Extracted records

■ ■ ■

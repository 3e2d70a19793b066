//! Accumulated story variables.

use std::collections::BTreeMap;

use serde::{Deserialize, Serialize};

/// Named integer counters accumulated through choice effects.
///
/// Any name that has never been set reads as `0`. Entries are kept sorted so
/// serialized snapshots are stable.
#[derive(Debug, Clone, Default, PartialEq, Eq, Serialize, Deserialize)]
#[serde(transparent)]
pub struct Variables(BTreeMap<String, i64>);

impl Variables {
    /// Creates an empty variable map.
    #[must_use]
    pub fn new() -> Self {
        Self::default()
    }

    /// Returns the value of `name`, or `0` when it has never been set.
    #[must_use]
    pub fn get(&self, name: &str) -> i64 {
        self.0.get(name).copied().unwrap_or(0)
    }

    /// Adds `delta` to `name`, treating an unset variable as `0`.
    ///
    /// Saturates at the `i64` bounds instead of overflowing.
    pub fn adjust(&mut self, name: &str, delta: i64) {
        let entry = self.0.entry(name.to_owned()).or_insert(0);
        *entry = entry.saturating_add(delta);
    }

    /// Returns `true` when no variable has been set.
    #[must_use]
    pub fn is_empty(&self) -> bool {
        self.0.is_empty()
    }

    /// Number of variables that have been set.
    #[must_use]
    pub fn len(&self) -> usize {
        self.0.len()
    }

    /// Iterates over set variables in name order.
    pub fn iter(&self) -> impl Iterator<Item = (&str, i64)> {
        self.0.iter().map(|(name, value)| (name.as_str(), *value))
    }
}

impl<S: Into<String>> FromIterator<(S, i64)> for Variables {
    fn from_iter<I: IntoIterator<Item = (S, i64)>>(iter: I) -> Self {
        Self(iter.into_iter().map(|(name, value)| (name.into(), value)).collect())
    }
}

#[cfg(test)]
mod tests {
    use super::*;

    #[test]
    fn test_unset_variable_reads_as_zero() {
        let variables = Variables::new();

        assert_eq!(variables.get("trust"), 0);
    }

    #[test]
    fn test_adjust_accumulates_instead_of_assigning() {
        // Arrange
        let mut variables = Variables::new();

        // Act
        variables.adjust("trust", 10);
        variables.adjust("trust", 10);
        variables.adjust("security", -5);

        // Assert
        assert_eq!(variables.get("trust"), 20);
        assert_eq!(variables.get("security"), -5);
        assert_eq!(variables.len(), 2);
    }

    #[test]
    fn test_adjust_saturates_at_bounds() {
        let mut variables: Variables = [("trust", i64::MAX)].into_iter().collect();

        variables.adjust("trust", 1);

        assert_eq!(variables.get("trust"), i64::MAX);
    }

    #[test]
    fn test_iter_yields_variables_in_name_order() {
        // Arrange
        let mut variables = Variables::new();
        variables.adjust("trust", 10);
        variables.adjust("courage", 5);
        variables.adjust("security", -10);

        // Act
        let pairs: Vec<(&str, i64)> = variables.iter().collect();

        // Assert
        assert_eq!(pairs, vec![("courage", 5), ("security", -10), ("trust", 10)]);
    }

    #[test]
    fn test_serializes_as_plain_sorted_object() {
        let variables: Variables = [("trust", 10), ("security", -10)].into_iter().collect();

        let json = serde_json::to_string(&variables).unwrap();

        assert_eq!(json, r#"{"security":-10,"trust":10}"#);
    }
}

■ ■ ■

WORK TASK:
Find the line with "let variables: Variables" in the data above. Restate it and all later lines word for word, ending with the last line.

OUTPUT:
        let variables: Variables = [("trust", 10), ("security", -10)].into_iter().collect();

        let json = serde_json::to_string(&variables).unwrap();

        assert_eq!(json, r#"{"security":-10,"trust":10}"#);
    }
}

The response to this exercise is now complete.